> **WORK ORDER**
I need each line of the entries below that includes the string "SqlSchedulerError".

[Stored data]

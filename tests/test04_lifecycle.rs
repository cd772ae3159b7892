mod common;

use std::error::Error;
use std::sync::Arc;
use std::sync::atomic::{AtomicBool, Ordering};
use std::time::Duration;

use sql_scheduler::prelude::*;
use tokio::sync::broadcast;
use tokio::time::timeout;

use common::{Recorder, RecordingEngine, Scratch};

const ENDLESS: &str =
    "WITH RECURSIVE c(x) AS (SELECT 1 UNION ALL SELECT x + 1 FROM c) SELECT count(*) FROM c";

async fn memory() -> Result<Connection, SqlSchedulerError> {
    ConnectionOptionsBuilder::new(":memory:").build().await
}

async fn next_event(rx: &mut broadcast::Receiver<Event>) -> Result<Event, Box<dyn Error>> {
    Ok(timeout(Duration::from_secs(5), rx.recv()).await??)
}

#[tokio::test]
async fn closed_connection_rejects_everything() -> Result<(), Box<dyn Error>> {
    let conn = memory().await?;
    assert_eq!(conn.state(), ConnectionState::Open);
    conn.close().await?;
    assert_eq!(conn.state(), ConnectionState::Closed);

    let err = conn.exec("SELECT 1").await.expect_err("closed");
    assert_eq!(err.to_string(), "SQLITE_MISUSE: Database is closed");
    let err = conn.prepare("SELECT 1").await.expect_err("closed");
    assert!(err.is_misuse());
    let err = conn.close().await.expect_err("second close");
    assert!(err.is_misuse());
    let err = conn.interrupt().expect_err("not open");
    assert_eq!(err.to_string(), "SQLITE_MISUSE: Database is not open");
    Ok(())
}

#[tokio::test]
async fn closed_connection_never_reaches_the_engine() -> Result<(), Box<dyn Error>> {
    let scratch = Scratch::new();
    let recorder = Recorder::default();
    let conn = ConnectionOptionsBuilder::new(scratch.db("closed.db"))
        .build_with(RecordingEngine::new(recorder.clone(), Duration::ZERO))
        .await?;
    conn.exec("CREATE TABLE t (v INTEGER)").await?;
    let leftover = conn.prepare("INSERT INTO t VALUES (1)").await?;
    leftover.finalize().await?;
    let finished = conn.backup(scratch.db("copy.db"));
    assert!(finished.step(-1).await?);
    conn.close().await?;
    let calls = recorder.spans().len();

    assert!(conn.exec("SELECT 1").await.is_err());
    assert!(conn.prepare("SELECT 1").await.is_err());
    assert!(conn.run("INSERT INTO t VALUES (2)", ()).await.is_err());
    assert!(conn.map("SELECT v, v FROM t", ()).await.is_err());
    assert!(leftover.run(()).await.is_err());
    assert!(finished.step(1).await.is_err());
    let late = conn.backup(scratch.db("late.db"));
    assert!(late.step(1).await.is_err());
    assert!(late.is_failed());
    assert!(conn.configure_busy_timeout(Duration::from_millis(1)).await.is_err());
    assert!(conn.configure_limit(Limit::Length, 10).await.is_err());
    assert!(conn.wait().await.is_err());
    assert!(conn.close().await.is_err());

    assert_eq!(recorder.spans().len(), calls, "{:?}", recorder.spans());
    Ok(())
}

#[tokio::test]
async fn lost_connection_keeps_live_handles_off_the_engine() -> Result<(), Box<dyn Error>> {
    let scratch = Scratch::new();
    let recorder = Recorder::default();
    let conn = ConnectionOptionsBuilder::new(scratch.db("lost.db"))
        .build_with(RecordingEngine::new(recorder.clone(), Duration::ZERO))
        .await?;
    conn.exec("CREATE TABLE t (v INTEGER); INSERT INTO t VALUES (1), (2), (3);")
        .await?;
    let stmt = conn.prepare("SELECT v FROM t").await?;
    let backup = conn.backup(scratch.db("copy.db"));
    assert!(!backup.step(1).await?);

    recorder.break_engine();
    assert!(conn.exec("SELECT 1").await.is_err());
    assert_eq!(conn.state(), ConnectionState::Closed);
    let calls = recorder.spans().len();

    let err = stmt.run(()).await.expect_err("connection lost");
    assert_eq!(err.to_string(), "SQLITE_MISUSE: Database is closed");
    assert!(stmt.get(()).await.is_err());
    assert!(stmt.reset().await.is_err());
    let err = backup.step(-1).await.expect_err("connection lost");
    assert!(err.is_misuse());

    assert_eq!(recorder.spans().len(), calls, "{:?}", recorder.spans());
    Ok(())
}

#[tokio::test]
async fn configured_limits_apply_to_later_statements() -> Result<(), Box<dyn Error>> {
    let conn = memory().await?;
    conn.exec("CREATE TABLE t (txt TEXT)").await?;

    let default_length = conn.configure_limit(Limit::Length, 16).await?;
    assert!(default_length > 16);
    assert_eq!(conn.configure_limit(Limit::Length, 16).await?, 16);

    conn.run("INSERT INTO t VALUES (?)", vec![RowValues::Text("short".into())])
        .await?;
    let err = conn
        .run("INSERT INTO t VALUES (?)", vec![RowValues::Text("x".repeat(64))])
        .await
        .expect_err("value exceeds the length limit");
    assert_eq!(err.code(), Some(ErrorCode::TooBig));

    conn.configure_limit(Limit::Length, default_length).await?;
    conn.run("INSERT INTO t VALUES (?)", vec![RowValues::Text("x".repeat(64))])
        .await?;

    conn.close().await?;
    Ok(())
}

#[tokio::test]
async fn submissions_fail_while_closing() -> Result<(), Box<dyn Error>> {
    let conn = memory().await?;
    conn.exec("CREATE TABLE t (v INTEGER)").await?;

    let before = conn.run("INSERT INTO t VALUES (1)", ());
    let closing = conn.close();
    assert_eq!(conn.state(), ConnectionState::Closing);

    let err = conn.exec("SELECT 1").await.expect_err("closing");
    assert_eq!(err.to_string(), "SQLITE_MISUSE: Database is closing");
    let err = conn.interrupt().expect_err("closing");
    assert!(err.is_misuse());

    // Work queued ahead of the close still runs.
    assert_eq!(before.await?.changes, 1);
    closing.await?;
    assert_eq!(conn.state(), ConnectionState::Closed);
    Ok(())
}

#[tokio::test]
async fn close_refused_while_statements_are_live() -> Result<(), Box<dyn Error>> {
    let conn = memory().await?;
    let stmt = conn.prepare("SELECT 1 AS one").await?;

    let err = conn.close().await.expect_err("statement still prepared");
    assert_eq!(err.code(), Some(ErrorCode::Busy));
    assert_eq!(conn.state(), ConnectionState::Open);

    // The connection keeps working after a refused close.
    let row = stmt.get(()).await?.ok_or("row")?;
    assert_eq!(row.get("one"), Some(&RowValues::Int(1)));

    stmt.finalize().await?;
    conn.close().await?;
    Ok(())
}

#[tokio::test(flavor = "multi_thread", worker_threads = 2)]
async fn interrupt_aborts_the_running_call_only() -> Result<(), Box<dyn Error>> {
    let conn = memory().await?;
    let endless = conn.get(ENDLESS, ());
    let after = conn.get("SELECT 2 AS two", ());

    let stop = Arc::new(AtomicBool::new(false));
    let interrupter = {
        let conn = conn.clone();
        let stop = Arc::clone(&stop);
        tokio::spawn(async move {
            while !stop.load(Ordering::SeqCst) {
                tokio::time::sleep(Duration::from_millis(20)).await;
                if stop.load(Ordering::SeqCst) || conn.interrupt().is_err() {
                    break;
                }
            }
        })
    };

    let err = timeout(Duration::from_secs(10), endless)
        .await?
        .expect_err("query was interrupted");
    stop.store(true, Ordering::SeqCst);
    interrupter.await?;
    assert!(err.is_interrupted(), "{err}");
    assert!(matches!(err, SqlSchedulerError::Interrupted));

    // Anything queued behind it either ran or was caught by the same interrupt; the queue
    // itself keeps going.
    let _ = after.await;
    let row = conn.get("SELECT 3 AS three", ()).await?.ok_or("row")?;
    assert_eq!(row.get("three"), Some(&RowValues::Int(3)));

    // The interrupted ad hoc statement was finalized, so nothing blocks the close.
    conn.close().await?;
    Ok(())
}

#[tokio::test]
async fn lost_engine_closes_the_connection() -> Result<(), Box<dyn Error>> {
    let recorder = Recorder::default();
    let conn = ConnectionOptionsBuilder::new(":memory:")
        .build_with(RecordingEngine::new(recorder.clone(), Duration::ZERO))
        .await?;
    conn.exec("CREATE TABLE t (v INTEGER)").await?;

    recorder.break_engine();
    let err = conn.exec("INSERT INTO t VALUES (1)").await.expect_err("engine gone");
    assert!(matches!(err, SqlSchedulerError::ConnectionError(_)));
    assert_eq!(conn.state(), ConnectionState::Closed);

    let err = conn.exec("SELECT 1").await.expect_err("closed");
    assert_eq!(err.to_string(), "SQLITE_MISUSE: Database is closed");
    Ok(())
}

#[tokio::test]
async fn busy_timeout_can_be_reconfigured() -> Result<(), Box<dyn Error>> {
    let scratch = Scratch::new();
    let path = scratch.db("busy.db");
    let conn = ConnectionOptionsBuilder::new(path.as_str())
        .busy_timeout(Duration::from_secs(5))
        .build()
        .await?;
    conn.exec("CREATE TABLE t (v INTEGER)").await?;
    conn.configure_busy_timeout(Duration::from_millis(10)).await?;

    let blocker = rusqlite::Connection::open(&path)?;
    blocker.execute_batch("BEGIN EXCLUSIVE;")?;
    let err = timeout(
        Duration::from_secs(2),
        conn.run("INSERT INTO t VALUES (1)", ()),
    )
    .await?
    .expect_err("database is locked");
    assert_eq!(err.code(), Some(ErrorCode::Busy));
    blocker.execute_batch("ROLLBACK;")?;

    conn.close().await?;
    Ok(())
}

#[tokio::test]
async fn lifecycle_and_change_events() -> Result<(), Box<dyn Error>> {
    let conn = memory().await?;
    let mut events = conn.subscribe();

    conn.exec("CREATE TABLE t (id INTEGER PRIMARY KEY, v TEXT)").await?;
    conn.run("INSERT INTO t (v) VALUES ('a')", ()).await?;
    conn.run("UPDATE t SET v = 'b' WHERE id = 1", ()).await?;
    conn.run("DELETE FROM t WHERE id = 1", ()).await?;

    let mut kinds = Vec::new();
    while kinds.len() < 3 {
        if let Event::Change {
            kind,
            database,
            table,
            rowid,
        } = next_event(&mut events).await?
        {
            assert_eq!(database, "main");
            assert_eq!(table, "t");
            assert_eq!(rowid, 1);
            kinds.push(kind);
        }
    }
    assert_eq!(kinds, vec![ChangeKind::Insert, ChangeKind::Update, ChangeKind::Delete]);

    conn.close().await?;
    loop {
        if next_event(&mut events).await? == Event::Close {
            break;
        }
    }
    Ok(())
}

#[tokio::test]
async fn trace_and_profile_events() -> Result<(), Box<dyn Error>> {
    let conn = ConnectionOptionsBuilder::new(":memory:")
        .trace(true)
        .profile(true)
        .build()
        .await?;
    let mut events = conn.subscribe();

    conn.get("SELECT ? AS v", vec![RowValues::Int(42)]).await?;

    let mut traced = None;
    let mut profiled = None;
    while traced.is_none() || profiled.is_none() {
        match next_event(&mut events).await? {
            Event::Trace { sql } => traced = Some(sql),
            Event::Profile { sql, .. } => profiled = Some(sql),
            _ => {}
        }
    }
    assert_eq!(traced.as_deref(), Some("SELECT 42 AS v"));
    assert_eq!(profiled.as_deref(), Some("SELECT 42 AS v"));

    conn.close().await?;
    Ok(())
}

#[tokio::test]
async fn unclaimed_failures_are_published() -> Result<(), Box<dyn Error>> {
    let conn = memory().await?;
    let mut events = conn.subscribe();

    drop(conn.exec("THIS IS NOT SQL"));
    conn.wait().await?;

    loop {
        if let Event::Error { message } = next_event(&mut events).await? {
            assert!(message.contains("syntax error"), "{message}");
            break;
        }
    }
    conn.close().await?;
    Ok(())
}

> **EXERCISE RESPONSE**
async fn memory() -> Result<Connection, SqlSchedulerError> {
    assert!(matches!(err, SqlSchedulerError::Interrupted));
    assert!(matches!(err, SqlSchedulerError::ConnectionError(_)));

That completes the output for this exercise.